I think shadowwalker and lasm summed it up perfectly between them.


----------



## John_O (Jan 13, 2013)

Everything I read is historical nonfiction, so yeah I guess names matter a lot to me. It's the reason I want to read the book. Wyatt Earp, George McClellan I want to read, Sara Palin, I'll pass!


----------



## Fats Velvet (Jan 13, 2013)

It depends.  Some authors are identified, or self-identify, with a literary movement associated with ethnicity, race, religion, nationality, etc.  Authors like Philip Roth, Issac Babel, Saul Bellow, and Issac Singer were/are Jewish; Jewish history, culture, and religion figure prominently in their writing.  Their names provide superficial clue as to their background.  In some cases, among especially religious Jews, the names Cohen and Levin/Levine/Levinson/Levi, etc. are associated with the elite priestly castes which were responsible for maintaining the Temple before its destruction.  Some of these Jews can trace their genealogy directly to these ancient ancestors.  Cohen's, the descendents of the Cohenim, in modern practice, enjoy some residual though minor privileges during services.  Their names reflect a genuine history that shapes the identity of those who carry the name.
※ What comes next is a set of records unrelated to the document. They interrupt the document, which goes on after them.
// ---------------------------------------------------------------------------
// Configuration errors surface before anything runs
// ---------------------------------------------------------------------------

#[tokio::test]
async fn unbound_placeholder_is_caught_before_execution() {
    let dir = workspace();
    let workflow = r#"
[[rule]]
name = "sort"
input = ["input/{s}"]
output = ["sorted/{s}.bam"]
shell = "samtools sort {x}.bam -o {output}"
"#;
    let runner = Arc::new(FakeRunner::new(dir.path()));
    let engine = Engine::new(registry(workflow), config(dir.path(), 2)).with_runner(runner.clone());

    let err = engine.run(&["sorted/A.bam".to_string()]).await.unwrap_err();
    assert!(matches!(err, FlowError::UnboundPlaceholder { ref name, .. } if name == "x"));
    assert!(err.is_configuration());
    assert!(runner.calls().is_empty());
}

#[tokio::test]
async fn cycle_is_a_configuration_error() {
    let dir = workspace();
    let workflow = r#"
[[rule]]
name = "a"
input = ["{s}.b"]
output = ["{s}.a"]
[[rule]]
name = "b"
input = ["{s}.a"]
output = ["{s}.b"]
"#;
    let engine = Engine::new(registry(workflow), config(dir.path(), 1));
    let err = engine.run(&["x.a".to_string()]).await.unwrap_err();
    assert!(matches!(err, FlowError::CyclicDependency { .. }));
}

#[tokio::test]
async fn ambiguous_target_is_rejected() {
    let dir = workspace();
    let workflow = r#"
[[rule]]
name = "a"
output = ["{x}.bam"]
[[rule]]
name = "b"
output = ["sorted.{y}"]
"#;
    let engine = Engine::new(registry(workflow), config(dir.path(), 1));
    let err = engine.run(&["sorted.bam".to_string()]).await.unwrap_err();
    assert!(matches!(err, FlowError::AmbiguousProducer { .. }));
}

// ---------------------------------------------------------------------------
// Dry run, forcing, aggregates, events
// ---------------------------------------------------------------------------

#[tokio::test]
async fn dry_run_executes_nothing() {
    let dir = workspace();
    let runner = Arc::new(FakeRunner::new(dir.path()));
    let mut cfg = config(dir.path(), 2);
    cfg.dry_run = true;
    let engine = Engine::new(registry(TWO_SAMPLES), cfg).with_runner(runner.clone());

    let summary = engine.run(&[]).await.unwrap();
    assert!(summary.dry_run);
    assert_eq!(summary.count(JobStatus::Pending), 4);
    assert!(runner.calls().is_empty());
    assert!(!dir.path().join("out").exists());

    let text = summary.to_string();
    assert!(text.contains("4 of 4 jobs would run"));
    assert!(text.contains("$ tr a-z A-Z < temp/A.fastq > out/A.trim"));
}

#[tokio::test]
async fn force_targets_reruns_only_requested_jobs() {
    let dir = workspace();
    let engine = Engine::new(registry(TWO_SAMPLES), config(dir.path(), 2));
    assert!(engine.run(&[]).await.unwrap().is_success());

    let runner = Arc::new(FakeRunner::new(dir.path()));
    let mut cfg = config(dir.path(), 2);
    cfg.force = ForceMode::Targets;
    let engine = Engine::new(registry(TWO_SAMPLES), cfg).with_runner(runner.clone());
    let summary = engine.run(&["out/B.trim".to_string()]).await.unwrap();

    // The reaped temp input is needed again, so its producer reruns too.
    let mut calls = runner.calls();
    calls.sort();
    assert_eq!(calls, vec!["concat[s=B]", "trim[s=B]"]);
    assert!(summary.is_success());
}
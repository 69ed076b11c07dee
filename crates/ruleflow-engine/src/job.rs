//! Concrete jobs: one rule instantiated with one wildcard binding.

use std::collections::BTreeMap;
use std::time::Duration;

use ruleflow_rules::WildcardBinding;
use serde::{Deserialize, Serialize};

use crate::resolve::job_label;

/// Index of a job in its [`crate::JobGraph`]. Ids are assigned in
/// dependency order, so every producer has a smaller id than its consumers.
#[derive(Debug, Clone, Copy, PartialEq, Eq, Hash, PartialOrd, Ord, Serialize, Deserialize)]
pub struct JobId(pub usize);

impl JobId {
    pub fn index(self) -> usize {
        self.0
    }
}

impl std::fmt::Display for JobId {
    fn fmt(&self, f: &mut std::fmt::Formatter<'_>) -> std::fmt::Result {
        write!(f, "#{}", self.0)
    }
}

#[derive(Debug, Clone, PartialEq, Eq)]
pub struct JobInput {
    pub name: Option<String>,
    pub path: String,
}

#[derive(Debug, Clone, PartialEq, Eq)]
pub struct JobOutput {
    pub name: Option<String>,
    pub path: String,
    pub temp: bool,
}

#[derive(Debug, Clone)]
pub struct Job {
    pub id: JobId,
    pub rule: String,
    pub binding: WildcardBinding,
    pub inputs: Vec<JobInput>,
    pub outputs: Vec<JobOutput>,
    pub log: Option<String>,
    pub threads: usize,
    pub memory: Option<String>,
    pub timeout: Option<Duration>,
    /// Parameter values rendered for this binding.
    pub params: BTreeMap<String, String>,
    /// Rendered command line; `None` for rules without a command.
    pub command: Option<String>,
}

impl Job {
    pub fn label(&self) -> String {
        job_label(&self.rule, &self.binding)
    }

    pub fn input_paths(&self) -> impl Iterator<Item = &str> {
        self.inputs.iter().map(|i| i.path.as_str())
    }

    pub fn output_paths(&self) -> impl Iterator<Item = &str> {
        self.outputs.iter().map(|o| o.path.as_str())
    }

    pub fn consumes(&self, path: &str) -> bool {
        self.input_paths().any(|p| p == path)
    }
}
// Copyright 2025 the Understory Authors
// SPDX-License-Identifier: Apache-2.0 OR MIT

//! Placement calculator.
//!
//! ## Formulas
//!
//! With `w`/`h` the anchor's width and height and `offset` the gap:
//!
//! | Placement | `left`               | `top`                 |
//! |-----------|----------------------|-----------------------|
//! | `Top`     | `x0 + w / 2`         | `y0 - offset`         |
//! | `Bottom`  | `x0 + w / 2`         | `y0 + h + offset`     |
//! | `Left`    | `x0 - offset`        | `y0 + h / 2`          |
//! | `Right`   | `x1 + offset`        | `y0 + h / 2`          |
//!
//! The cross-axis column shows [`Align::Center`]; `Start` and `End` use the
//! anchor's start (`x0`/`y0`) and end (`x1`/`y1`) edges instead.
//!
//! Every function here is pure: identical inputs give bit-identical outputs.

use kurbo::Rect;

use crate::types::{Align, DEFAULT_OFFSET, OverlayCoordinate, Placement};

/// Compute the centered overlay coordinate for `placement` around `anchor`.
///
/// Precondition: `anchor` is finite with non-negative width and height, and
/// `offset` is finite and non-negative. Debug builds assert this.
///
/// ```
/// use understory_placement::{anchor_rect, place, Placement};
///
/// let anchor = anchor_rect(100.0, 200.0, 50.0, 20.0);
/// let c = place(anchor, Placement::Top, 12.0);
/// assert_eq!((c.top, c.left), (88.0, 225.0));
/// ```
#[must_use]
pub fn place(anchor: Rect, placement: Placement, offset: f64) -> OverlayCoordinate {
    place_aligned(anchor, placement, Align::Center, offset)
}

/// Compute the overlay coordinate for `placement` with explicit cross-axis
/// alignment.
#[must_use]
pub fn place_aligned(
    anchor: Rect,
    placement: Placement,
    align: Align,
    offset: f64,
) -> OverlayCoordinate {
    debug_assert!(anchor.is_finite(), "anchor rectangle must be finite");
    debug_assert!(
        anchor.width() >= 0.0 && anchor.height() >= 0.0,
        "anchor rectangle must have non-negative size"
    );
    debug_assert!(
        offset.is_finite() && offset >= 0.0,
        "offset must be finite and non-negative"
    );

    let horizontal = match align {
        Align::Start => anchor.x0,
        Align::Center => anchor.x0 + anchor.width() / 2.0,
        Align::End => anchor.x1,
    };
    let vertical = match align {
        Align::Start => anchor.y0,
        Align::Center => anchor.y0 + anchor.height() / 2.0,
        Align::End => anchor.y1,
    };

    let (top, left) = match placement {
        Placement::Top => (anchor.y0 - offset, horizontal),
        Placement::Bottom => (anchor.y0 + anchor.height() + offset, horizontal),
        Placement::Left => (vertical, anchor.x0 - offset),
        Placement::Right => (vertical, anchor.x1 + offset),
    };

    OverlayCoordinate {
        top,
        left,
        placement,
        align,
    }
}

/// Static placement configuration for one overlay.
///
/// Bundles the side, alignment, and offset so callers can re-run placement
/// against a freshly measured anchor on every show.
#[derive(Copy, Clone, Debug, PartialEq)]
#[cfg_attr(feature = "serde", derive(serde::Serialize, serde::Deserialize))]
pub struct Placer {
    /// Side of the anchor to place against.
    pub placement: Placement,
    /// Cross-axis alignment.
    pub align: Align,
    /// Gap between the anchor and the overlay.
    pub offset: f64,
}

impl Default for Placer {
    fn default() -> Self {
        Self {
            placement: Placement::default(),
            align: Align::default(),
            offset: DEFAULT_OFFSET,
        }
    }
}

impl Placer {
    /// Create a centered placer for `placement` with the default offset.
    pub fn new(placement: Placement) -> Self {
        Self {
            placement,
            ..Self::default()
        }
    }

    /// Place against `anchor`.
    #[must_use]
    pub fn place(&self, anchor: Rect) -> OverlayCoordinate {
        place_aligned(anchor, self.placement, self.align, self.offset)
    }
}

#[cfg(test)]
mod tests {
    use super::*;
    use crate::types::anchor_rect;

    fn anchor() -> Rect {
        anchor_rect(100.0, 200.0, 50.0, 20.0)
    }

    #[test]
    fn top_centers_above() {
        let c = place(anchor(), Placement::Top, 12.0);
        assert_eq!(c.top, 88.0, "top");
        assert_eq!(c.left, 225.0, "left");
        assert_eq!(c.arrow_side(), Placement::Bottom);
    }

    #[test]
    fn bottom_centers_below() {
        let c = place(anchor(), Placement::Bottom, 12.0);
        assert_eq!(c.top, 132.0, "top");
        assert_eq!(c.left, 225.0, "left");
        assert_eq!(c.arrow_side(), Placement::Top);
    }

    #[test]
    fn left_centers_before() {
        let c = place(anchor(), Placement::Left, 12.0);
        assert_eq!(c.top, 110.0, "top");
        assert_eq!(c.left, 188.0, "left");
        assert_eq!(c.arrow_side(), Placement::Right);
    }

    #[test]
    fn right_centers_after() {
        let c = place(anchor(), Placement::Right, 12.0);
        assert_eq!(c.top, 110.0, "top");
        assert_eq!(c.left, 262.0, "left");
        assert_eq!(c.arrow_side(), Placement::Left);
    }

    #[test]
    fn zero_offset_touches_anchor() {
        let a = anchor();
        assert_eq!(place(a, Placement::Top, 0.0).top, a.y0);
        assert_eq!(place(a, Placement::Bottom, 0.0).top, a.y1);
        assert_eq!(place(a, Placement::Left, 0.0).left, a.x0);
        assert_eq!(place(a, Placement::Right, 0.0).left, a.x1);
    }

    #[test]
    fn empty_anchor_collapses_to_a_point() {
        let a = anchor_rect(10.0, 10.0, 0.0, 0.0);
        for p in Placement::ALL {
            let c = place(a, p, 0.0);
            assert_eq!((c.top, c.left), (10.0, 10.0), "{p}");
        }
    }

    #[test]
    fn start_and_end_use_anchor_edges() {
        let a = anchor();
        let s = place_aligned(a, Placement::Bottom, Align::Start, 4.0);
        assert_eq!((s.top, s.left), (124.0, 200.0));
        let e = place_aligned(a, Placement::Bottom, Align::End, 4.0);
        assert_eq!((e.top, e.left), (124.0, 250.0));
        let s = place_aligned(a, Placement::Right, Align::Start, 4.0);
        assert_eq!((s.top, s.left), (100.0, 254.0));
        let e = place_aligned(a, Placement::Left, Align::End, 4.0);
        assert_eq!((e.top, e.left), (120.0, 196.0));
    }

    #[test]
    fn placer_uses_defaults() {
        let placer = Placer::new(Placement::Top);
        assert_eq!(placer.offset, DEFAULT_OFFSET);
        assert_eq!(placer.align, Align::Center);
        assert_eq!(placer.place(anchor()), place(anchor(), Placement::Top, 12.0));
    }

    #[test]
    fn placement_never_flips() {
        // Anchor hugging the top edge of the surface still yields a Top placement.
        let a = anchor_rect(0.0, 0.0, 10.0, 10.0);
        let c = place(a, Placement::Top, 12.0);
        assert_eq!(c.placement, Placement::Top);
        assert_eq!(c.top, -12.0, "coordinates may leave the surface");
    }
}
// Copyright 2025 the Understory Authors
// SPDX-License-Identifier: Apache-2.0 OR MIT

//! Understory Disclosure: deterministic show/hide timing for tooltips and popovers.
//!
//! ## Overview
//!
//! A [`DisclosureController`] owns the `Hidden → Pending → Visible` state
//! machine for one trigger–overlay pair. Feed it [`TriggerEvent`]s from your
//! event loop and elapsed timer tokens from your [`Scheduler`]; it tells your
//! [`OverlayHost`] when to show the overlay, and where, and when to remove it.
//!
//! - Showing waits for a delay (100 ms by default); hiding is immediate.
//! - Each scheduled timer carries a generation [`TimerToken`]. Cancelling bumps
//!   the generation, so a stale timer that fires late is a silent no-op.
//! - The trigger is [measured](Measure) when the timer fires, not when it was
//!   scheduled, and the coordinate comes from [`understory_placement`].
//! - Teardown (explicit, on [`TriggerEvent::Unmount`], or on drop) cancels the
//!   timer, hides the overlay, and detaches the controller.
//!
//! ## Capabilities
//!
//! The controller owns no clock, layout, or renderer. Three traits are injected:
//!
//! - [`Scheduler`]: deferred timers. [`TimerQueue`] is a deterministic,
//!   host-driven implementation.
//! - [`Measure`]: the trigger's current rectangle. Closures and fixed
//!   [`kurbo::Rect`]s implement it.
//! - [`OverlayHost`]: render signals. [`CommandQueue`] records them for a
//!   frame-based toolkit to drain.
//!
//! ## Example
//!
//! ```
//! use core::cell::Cell;
//! use kurbo::Rect;
//! use understory_disclosure::{
//!     CommandQueue, DisclosureConfig, DisclosureController, DisclosureState, RenderCommand,
//!     TimerQueue, TriggerEvent,
//! };
//! use understory_placement::{Placement, anchor_rect};
//!
//! // The trigger's live position, updated by layout.
//! let trigger = Cell::new(anchor_rect(100.0, 200.0, 50.0, 20.0));
//!
//! let mut ctl = DisclosureController::new(
//!     DisclosureConfig::default().placement(Placement::Bottom),
//!     TimerQueue::new(),
//!     || -> Option<Rect> { Some(trigger.get()) },
//!     CommandQueue::new(),
//! )
//! .unwrap();
//!
//! ctl.handle_event(TriggerEvent::PointerEnter);
//! // Layout moves the trigger before the delay elapses.
//! trigger.set(anchor_rect(100.0, 300.0, 50.0, 20.0));
//! ctl.advance_to(100);
//! assert_eq!(ctl.state(), DisclosureState::Visible);
//!
//! match ctl.host_mut().drain().as_slice() {
//!     [RenderCommand::Show { coordinate, .. }] => {
//!         assert_eq!((coordinate.top, coordinate.left), (132.0, 325.0));
//!     }
//!     other => panic!("unexpected commands: {other:?}"),
//! }
//!
//! ctl.handle_event(TriggerEvent::PointerLeave);
//! assert_eq!(ctl.host().last(), Some(&RenderCommand::Hide));
//! ```
//!
//! Transitions are logged with [`tracing`] at `debug` level, no-ops at `trace`.
//!
//! This crate is `no_std` and uses `alloc`.

#![no_std]

extern crate alloc;

pub mod config;
pub mod controller;
pub mod host;
pub mod timer;

pub use config::{ConfigError, DEFAULT_DELAY_MS, DisclosureConfig, Triggers};
pub use controller::{DisclosureController, DisclosureState, Measure, Transition, TriggerEvent};
pub use host::{CommandQueue, NullHost, OverlayHost, RenderCommand};
pub use timer::{Scheduler, TimerQueue, TimerToken};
It is easy to make wrong associations based on persons name.  When a first met a friend of mine, I asked if he was Jewish because his last name ended in "man".  His background was entirely German.  Some people change their names, and some people are named to honor unrelted others (I knew a guy named Socrates who was not Greek, and another named Moshe who was not Jewish).

On a personal level, my name is an indicator of my background and upbringing.  I identify with my name because my name is itself an identifier.  Nothing about me as an individual is _inherent_ in my name, but I chose to see significance in it.  Names matter only if a person feels their own name matters.  The flip side is that a name can matter when others _impose _meaning on it.  The justice in that is not a clear cut case of wrong or right.


----------



## dale (Jan 13, 2013)

John_O said:


> Everything I read is historical nonfiction, so yeah I guess names matter a lot to me. It's the reason I want to read the book. Wyatt Earp, George McClellan I want to read, Sara Palin, I'll pass!


sarah palin would make a great calamity jane.


----------



## FleshEater (Jan 13, 2013)

I think names matter, and in most cases they seem to fit the character. 

Just like when you can look at someone and say, "You look like a Goeorge." They're name might be Mike, but something about them brought that idea into your head, the name just completed it. 

Try imagining some of your favorite characters with a different name, it just doesn't work, at least not for me. I couldn't imagine Tyler Durden being called Jack Fleming.


----------



## Leyline (Jan 13, 2013)

FleshEater said:


> I think names matter, and in most cases they seem to fit the character.
> 
> Just like when you can look at someone and say, "You look like a Goeorge." They're name might be Mike, but something about them brought that idea into your head, the name just completed it.
> 
> Try imagining some of your favorite characters with a different name, it just doesn't work, at least not for me. I couldn't imagine Tyler Durden being called Jack Fleming.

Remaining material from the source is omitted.